Figure 3—source data 1. PCR, RT-PCR, and Western blot analyses on mouse embryonic stem cells (mESCs).
(A) Uncropped gel picture from Figure 3A. Genomic PCR on wild-type (WT) and Sass6−/− mESCs. The picture shows the PCR products using the following primers indicated in the schematic above: 5′ gRNA (5′ F and 5′ R, band = 977 bp), Ex8 (Ex8 F and Ex8 R1, band = 281 bp), 3′ gRNA (3′ F and 3′ R, band = 992 bp), Sass6 ORF (5′ F and 3′ R, 825 bp in Sass6−/−, 34,349 bp in WT, product too long to be amplified). (B) Uncropped gel picture from Figure 3B. RT-PCR analyses of Sass6 transcripts in WT and Sass6−/− mESCs. The picture shows the PCR products from RT-PCR using the following primers: from Ex1 to Ex8 (Ex1 F and Ex8 R2, band = 734 bp), from Ex9 to Ex14 (Ex9 F and Ex14 R, band = 617 bp), Tbp Ctrl (Tbp F and Tbp R, band = 156 bp). (C) Uncropped blot from Figure 3C upper panel. Western blot analysis using a SAS-6-specific antibody on WT and Sass6−/− mESCs extracts. Asterisks mark non-specific bands. (D) Uncropped blot from Figure 3C lower panel. GAPDH (and TUBA) Western blot analysis was used as a loading control.

Figure 3.

Figure 3—figure supplement 1. SAS-6 is not essential for centriole formation in mouse embryonic stem cells (mESCs).

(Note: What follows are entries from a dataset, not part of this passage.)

//! Shared phone / Google sign-in client logic.
//!
//! The auth provider is an opaque external service reached over HTTPS. The
//! phone flow is two requests: request a one-time code, then submit it. Some
//! devices get instant verification, in which case the first request already
//! returns a session.

use std::fmt;

use reqwest::{Client, StatusCode};
use serde::{Deserialize, Serialize};
use thiserror::Error;

use crate::util::{compact_text, normalize_base_url};

/// Validity window requested for a phone verification code.
pub const CODE_VALIDITY_SECONDS: i64 = 60;

/// Country prefix applied when the user omits one.
const DEFAULT_COUNTRY_PREFIX: &str = "+55";

const EXPIRY_SKEW_SECONDS: i64 = 60;

#[derive(Debug, Clone, PartialEq, Eq, Serialize, Deserialize)]
pub struct AuthUser {
    pub id: String,
    #[serde(default)]
    pub display_name: Option<String>,
    #[serde(default)]
    pub email: Option<String>,
    #[serde(default)]
    pub photo_url: Option<String>,
}

#[derive(Clone, PartialEq, Eq, Serialize, Deserialize)]
pub struct AuthSession {
    pub access_token: String,
    pub refresh_token: String,
    pub expires_at: i64,
    pub user: AuthUser,
}

impl AuthSession {
    #[must_use]
    pub fn is_expired(&self) -> bool {
        self.expires_at <= unix_timestamp_now() + EXPIRY_SKEW_SECONDS
    }
}

impl fmt::Debug for AuthSession {
    fn fmt(&self, formatter: &mut fmt::Formatter<'_>) -> fmt::Result {
        formatter
            .debug_struct("AuthSession")
            .field("access_token", &"[REDACTED]")
            .field("refresh_token", &"[REDACTED]")
            .field("expires_at", &self.expires_at)
            .field("user", &self.user)
            .finish()
    }
}

/// Outcome of a phone verification request.
#[derive(Debug, Clone, PartialEq)]
pub enum PhoneAuthEvent {
    /// A code was sent; submit it together with this id.
    CodeSent { verification_id: String },
    /// The device was verified without a code round-trip.
    VerificationCompleted(AuthSession),
}

#[derive(Debug, Error)]
pub enum AuthError {
    #[error("Auth is not configured for this build.")]
    NotConfigured,
    #[error("Invalid auth configuration: {0}")]
    InvalidConfiguration(String),
    #[error("HTTP request failed: {0}")]
    Http(#[from] reqwest::Error),
    #[error("Failed to parse JSON payload: {0}")]
    Json(#[from] serde_json::Error),
    #[error("Auth API error: {0}")]
    Api(String),
    #[error("Secure storage error: {0}")]
    SecureStorage(String),
}

pub type AuthResult<T> = Result<T, AuthError>;

pub trait SessionPersistence: Clone + Send + Sync + 'static {
    fn load_session(&self) -> AuthResult<Option<AuthSession>>;
    fn save_session(&self, session: &AuthSession) -> AuthResult<()>;
    fn clear_session(&self) -> AuthResult<()>;
}

#[derive(Clone)]
pub struct PhoneAuthClient<S: SessionPersistence> {
    auth_url: String,
    client: Client,
    store: S,
}

impl<S: SessionPersistence> PhoneAuthClient<S> {
    pub fn new(url: impl AsRef<str>, store: S) -> AuthResult<Self> {
        let auth_url = normalize_base_url(url.as_ref()).map_err(AuthError::InvalidConfiguration)?;
        Ok(Self {
            auth_url,
            client: Client::builder().build()?,
            store,
        })
    }

    /// Load the persisted session, dropping it when already expired.
    ///
    /// There is no refresh round-trip: an expired session simply means the
    /// user signs in again.
    pub fn restore_session(&self) -> AuthResult<Option<AuthSession>> {
        let Some(stored_session) = self.store.load_session()? else {
            return Ok(None);
        };

        if stored_session.is_expired() {
            tracing::debug!("Persisted session expired; clearing");
            self.store.clear_session()?;
            return Ok(None);
        }

        Ok(Some(stored_session))
    }

    /// Request a verification code for a phone number.
    pub async fn request_code(&self, phone_number: &str) -> AuthResult<PhoneAuthEvent> {
        let phone_number = normalize_phone_number(phone_number)?;

        let payload = serde_json::json!({
            "phone": phone_number,
            "channel": "sms",
            "valid_for_secs": CODE_VALIDITY_SECONDS,
        });
        let response = self
            .send_auth_request(format!("{}/otp", self.auth_url), &payload)
            .await?;

        if let Some(session) = response.clone().into_session()? {
            self.store.save_session(&session)?;
            return Ok(PhoneAuthEvent::VerificationCompleted(session));
        }

        let verification_id = response.verification_id.ok_or_else(|| {
            AuthError::Api("Code request response did not include a verification id".to_string())
        })?;
        Ok(PhoneAuthEvent::CodeSent { verification_id })
    }

    /// Exchange a verification id and code for a session.
    pub async fn sign_in_with_code(
        &self,
        verification_id: &str,
        code: &str,
    ) -> AuthResult<AuthSession> {
        if verification_id.trim().is_empty() {
            return Err(AuthError::Api("Verification id is required".to_string()));
        }
        if code.trim().is_empty() {
            return Err(AuthError::Api("Verification code is required".to_string()));
        }

        let payload = serde_json::json!({
            "verification_id": verification_id,
            "code": code.trim(),
        });
        let response = self
            .send_auth_request(format!("{}/verify", self.auth_url), &payload)
            .await?;
        let session = response.into_session()?.ok_or_else(|| {
            AuthError::Api("Verify response did not include an active session".to_string())
        })?;

        self.store.save_session(&session)?;
        Ok(session)
    }

    /// Exchange an external Google id token for a session.
    pub async fn sign_in_with_google(&self, id_token: &str) -> AuthResult<AuthSession> {
        if id_token.trim().is_empty() {
            return Err(AuthError::Api("Google id token is required".to_string()));
        }

        let payload = serde_json::json!({
            "id_token": id_token,
        });
        let response = self
            .client
            .post(format!("{}/token", self.auth_url))
            .query(&[("grant_type", "id_token")])
            .json(&payload)
            .send()
            .await?;
        if !response.status().is_success() {
            let status = response.status();
            let body = response.text().await.unwrap_or_default();
            return Err(AuthError::Api(parse_api_error(status, &body)));
        }
        let payload = response.json::<AuthResponse>().await?;
        let session = payload.into_session()?.ok_or_else(|| {
            AuthError::Api("Token exchange did not include an active session".to_string())
        })?;

        self.store.save_session(&session)?;
        Ok(session)
    }

    /// Sign out and clear the persisted session.
    ///
    /// A 401 means the token was already invalid server-side; the local
    /// session is cleared either way.
    pub async fn sign_out(&self, access_token: &str) -> AuthResult<()> {
        let response = self
            .client
            .post(format!("{}/logout", self.auth_url))
            .bearer_auth(access_token)
            .send()
            .await?;

        if !(response.status().is_success() || response.status() == StatusCode::UNAUTHORIZED) {
            let status = response.status();
            let body = response.text().await.unwrap_or_default();
            return Err(AuthError::Api(parse_api_error(status, &body)));
        }

        self.store.clear_session()?;
        Ok(())
    }

    async fn send_auth_request(
        &self,
        url: String,
        payload: &serde_json::Value,
    ) -> AuthResult<AuthResponse> {
        let response = self
            .client
            .post(url)
            .header("Accept", "application/json")
            .json(payload)
            .send()
            .await?;
        if !response.status().is_success() {
            let status = response.status();
            let body = response.text().await.unwrap_or_default();
            return Err(AuthError::Api(parse_api_error(status, &body)));
        }
        Ok(response.json::<AuthResponse>().await?)
    }
}

/// Normalize a phone number, applying the default country prefix.
///
/// Separator characters are stripped; a leading `+` is kept when the caller
/// already provided a country code.
pub fn normalize_phone_number(raw: &str) -> AuthResult<String> {
    let has_prefix = raw.trim_start().starts_with('+');
    let digits: String = raw.chars().filter(char::is_ascii_digit).collect();

    if digits.is_empty() {
        return Err(AuthError::Api("Phone number is required".to_string()));
    }

    if has_prefix {
        Ok(format!("+{digits}"))
    } else {
        Ok(format!("{DEFAULT_COUNTRY_PREFIX}{digits}"))
    }
}

#[derive(Debug, Clone, Deserialize)]
struct AuthResponse {
    verification_id: Option<String>,
    access_token: Option<String>,
    refresh_token: Option<String>,
    expires_at: Option<i64>,
    expires_in: Option<i64>,
    user: Option<AuthUser>,
}

impl AuthResponse {
    fn into_session(self) -> AuthResult<Option<AuthSession>> {
        let expires_at = self.expires_at.or_else(|| {
            self.expires_in
                .map(|expires_in| unix_timestamp_now().saturating_add(expires_in))
        });

        match (self.access_token, self.refresh_token, expires_at, self.user) {
            (Some(access_token), Some(refresh_token), Some(expires_at), Some(user)) => {
                Ok(Some(AuthSession {
                    access_token,
                    refresh_token,
                    expires_at,
                    user,
                }))
            }
            (None, None, None, _) => Ok(None),
            _ => Err(AuthError::Api(
                "Auth response did not include enough session fields".to_string(),
            )),
        }
    }
}

#[derive(Debug, Deserialize)]
struct AuthErrorResponse {
    error: Option<String>,
    error_description: Option<String>,
    message: Option<String>,
}

fn parse_api_error(status: StatusCode, body: &str) -> String {
    if let Ok(payload) = serde_json::from_str::<AuthErrorResponse>(body) {
        if let Some(message) = payload
            .message
            .or(payload.error_description)
            .or(payload.error)
        {
            return format!("{} ({})", message.trim(), status.as_u16());
        }
    }

    let trimmed = body.trim();
    if trimmed.is_empty() {
        format!("HTTP {}", status.as_u16())
    } else {
        format!("{} ({})", compact_text(trimmed), status.as_u16())
    }
}

fn unix_timestamp_now() -> i64 {
    chrono::Utc::now().timestamp()
}

#[cfg(test)]
mod tests {
    use super::*;

    fn sample_user() -> AuthUser {
        AuthUser {
            id: "user".to_string(),
            display_name: Some("User".to_string()),
            email: Some("user@example.com".to_string()),
            photo_url: None,
        }
    }

    #[test]
    fn normalize_phone_number_applies_default_prefix() {
        assert_eq!(
            normalize_phone_number("11 98765-4321").unwrap(),
            "+5511987654321"
        );
    }

    #[test]
    fn normalize_phone_number_keeps_explicit_prefix() {
        assert_eq!(
            normalize_phone_number("+1 (555) 010-0200").unwrap(),
            "+15550100200"
        );
    }

    #[test]
    fn normalize_phone_number_rejects_empty_input() {
        assert!(normalize_phone_number("").is_err());
        assert!(normalize_phone_number(" - ").is_err());
    }

    #[test]
    fn response_without_session_fields_means_code_flow() {
        let response = AuthResponse {
            verification_id: Some("vid".to_string()),
            access_token: None,
            refresh_token: None,
            expires_at: None,
            expires_in: None,
            user: None,
        };
        assert!(response.into_session().unwrap().is_none());
    }

    #[test]
    fn partial_session_fields_are_an_error() {
        let response = AuthResponse {
            verification_id: None,
            access_token: Some("token".to_string()),
            refresh_token: None,
            expires_at: None,
            expires_in: None,
            user: Some(sample_user()),
        };
        assert!(response.into_session().is_err());
    }

    #[test]
    fn expires_in_is_converted_to_absolute_expiry() {
        let response = AuthResponse {
            verification_id: None,
            access_token: Some("a".to_string()),
            refresh_token: Some("r".to_string()),
            expires_at: None,
            expires_in: Some(3_600),
            user: Some(sample_user()),
        };
        let session = response.into_session().unwrap().unwrap();
        assert!(session.expires_at > unix_timestamp_now());
        assert!(!session.is_expired());
    }

    #[test]
    fn session_debug_redacts_tokens() {
        let session = AuthSession {
            access_token: "secret-access-token".to_string(),
            refresh_token: "secret-refresh-token".to_string(),
            expires_at: 1_700_000_000,
            user: sample_user(),
        };
        let rendered = format!("{session:?}");
        assert!(!rendered.contains("secret-access-token"));
        assert!(!rendered.contains("secret-refresh-token"));
        assert!(rendered.contains("[REDACTED]"));
    }

    #[test]
    fn stale_session_is_expired() {
        let session = AuthSession {
            access_token: "a".to_string(),
            refresh_token: "r".to_string(),
            expires_at: 1,
            user: sample_user(),
        };
        assert!(session.is_expired());
    }
}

Figure 3—figure supplement 1.

(A) Immunostaining for TUBG and SAS-6 in wild-type (WT) and Sass6−/− mESCs. Insets are magnifications of the center of the dashed squares. Scale bars = 5 µm and 1 µm (insets). (B) Immunostaining for TUBG in control Cetn2-eGFP and Sass6em5/em5 Cetn2-eGFP mESCs. Insets are magnifications of the center of the dashed squares. Scale bars = 5 µm and 1 µm (insets). (C) Quantification of the percentage of cells with centrosomes (TUBG and CETN2-eGFP) in (B) from four independent experiments. Error bars represent mean ± SD WT: 97 ± 7% (n=10,858 cells); Sass6−/−: 76 ± 9% (n=6436). *p<0.05 (two-tailed Student’s t-test). (D) Immunostaining for Ac-TUB and eGFP of U-ExM of centrioles from control Cetn2-eGFP and Sass6em5/em5 Cetn2-eGFP mESCs divided into categories: normal-like centrioles, abnormal centrioles, thread-like structures. Scale bar = 200 nm. (E) Quantification of the percentage of centrosomes with ≥2, 1, or 0 centrioles in (D) in Cetn2-eGFP and Sass6em5/em5 Cetn2-eGFP mESCs. Compare to Figure 3G. Error bars represent mean ± s.d. Cetn2-eGFP (n=121 centrosomes from four independent experiments):≥2 centrioles = 94 ± 3%; 1 centriole = 6 ± 3%; Sass6−/− (n=152 from five independent experiments):≥2 centrioles = 33 ± 9%, 1 centriole = 53 ± 10%, 0 centrioles = 14 ± 6%. ****p<0.0001 (two-tailed Student’s t-test) (F) Quantifications of the percentage of centrioles within each category in (D). Compare to Figure 3H. Error bars represent mean ± SD WT (n=249 centrioles from four independent experiments): normal-like centrioles = 96 ± 3%; abnormal centrioles = 3 ± 2%; thread-like structures = 1 ± 1%; Sass6−/− (n=231 from five independent experiments): normal-like centrioles = 31 ± 4%, abnormal centrioles = 48 ± 3%, thread-like structures = 21 ± 5%. ****p<0.0001, (two-tailed Student’s t-test).